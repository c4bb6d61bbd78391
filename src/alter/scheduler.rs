use crate::alter::Alter;
use crate::alter::job::now_ms;
use crate::alter::runner::StepOutcome;
use crate::config::FeConfig;
use std::sync::Arc;
use tokio::sync::{Semaphore, watch};
use tokio::task::{JoinHandle, JoinSet};
use tracing::{debug, info, warn};

/// Counts from one scheduler pass.
#[derive(Debug, Clone, Copy, Default, PartialEq, Eq)]
pub struct TickReport {
    pub stepped: usize,
    pub advanced: usize,
    pub retrying: usize,
    pub busy: usize,
    pub purged: usize,
}

impl TickReport {
    fn record(&mut self, outcome: StepOutcome) {
        self.stepped += 1;
        match outcome {
            StepOutcome::Idle => {}
            StepOutcome::Busy => self.busy += 1,
            StepOutcome::Advanced(_) => self.advanced += 1,
            StepOutcome::Retrying { .. } => self.retrying += 1,
        }
    }
}

/// Drives every live alter job one step per tick.
pub struct AlterScheduler {
    alter: Arc<Alter>,
    config: FeConfig,
}

impl AlterScheduler {
    pub fn new(alter: Arc<Alter>, config: FeConfig) -> Self {
        Self { alter, config }
    }

    /// One pass on the calling thread: steps each live job in id order, then
    /// purges expired history.
    pub fn tick(&self) -> TickReport {
        let mut report = TickReport::default();
        for slot in self.alter.active_slots() {
            report.record(self.alter.run_step(&slot));
        }
        report.purged = self.purge();
        report
    }

    /// One pass with steps of different jobs running concurrently on the
    /// blocking pool, at most `max_concurrent_job_steps` at a time. Returns
    /// once every step of the pass has completed.
    pub async fn tick_concurrent(&self) -> TickReport {
        let permits = Arc::new(Semaphore::new(self.config.max_concurrent_job_steps));
        let mut steps = JoinSet::new();
        for slot in self.alter.active_slots() {
            let Ok(permit) = Arc::clone(&permits).acquire_owned().await else {
                break;
            };
            let alter = Arc::clone(&self.alter);
            steps.spawn_blocking(move || {
                let _permit = permit;
                alter.run_step(&slot)
            });
        }
        let mut report = TickReport::default();
        while let Some(joined) = steps.join_next().await {
            match joined {
                Ok(outcome) => report.record(outcome),
                Err(e) => warn!(error = %e, "alter job step panicked"),
            }
        }
        report.purged = self.purge();
        report
    }

    fn purge(&self) -> usize {
        match self.alter.purge_expired(now_ms()) {
            Ok(purged) => purged,
            Err(e) => {
                warn!(error = %e, "failed to purge expired alter jobs");
                0
            }
        }
    }

    /// Starts the periodic loop on the current tokio runtime.
    pub fn spawn(self: Arc<Self>) -> SchedulerHandle {
        let (shutdown_tx, mut shutdown_rx) = watch::channel(false);
        let interval = self.config.scheduler_interval();
        let task = tokio::spawn(async move {
            info!(interval_ms = interval.as_millis() as u64, "alter scheduler started");
            loop {
                let report = self.tick_concurrent().await;
                if report.advanced > 0 || report.retrying > 0 || report.purged > 0 {
                    debug!(
                        stepped = report.stepped,
                        advanced = report.advanced,
                        retrying = report.retrying,
                        purged = report.purged,
                        "alter scheduler tick"
                    );
                }
                tokio::select! {
                    _ = tokio::time::sleep(interval) => {}
                    _ = shutdown_rx.changed() => break,
                }
            }
            info!("alter scheduler stopped");
        });
        SchedulerHandle {
            shutdown_tx,
            task: Some(task),
        }
    }
}

/// Owner of a running scheduler loop. Dropping it aborts the loop.
pub struct SchedulerHandle {
    shutdown_tx: watch::Sender<bool>,
    task: Option<JoinHandle<()>>,
}

impl SchedulerHandle {
    /// Stops the loop after the pass in progress and waits for it to exit.
    pub async fn shutdown(mut self) {
        let _ = self.shutdown_tx.send(true);
        if let Some(task) = self.task.take() {
            let _ = task.await;
        }
    }

    pub fn is_running(&self) -> bool {
        self.task.as_ref().is_some_and(|t| !t.is_finished())
    }
}

impl Drop for SchedulerHandle {
    fn drop(&mut self) {
        if let Some(task) = self.task.take() {
            task.abort();
        }
    }
}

|---|

* **TASK TO CARRY OUT**:
For this exercise, gather every line of the data that contains the word "bool".

* **RESULT OF THIS TASK**:
    shutdown_tx: watch::Sender<bool>,
    pub fn is_running(&self) -> bool {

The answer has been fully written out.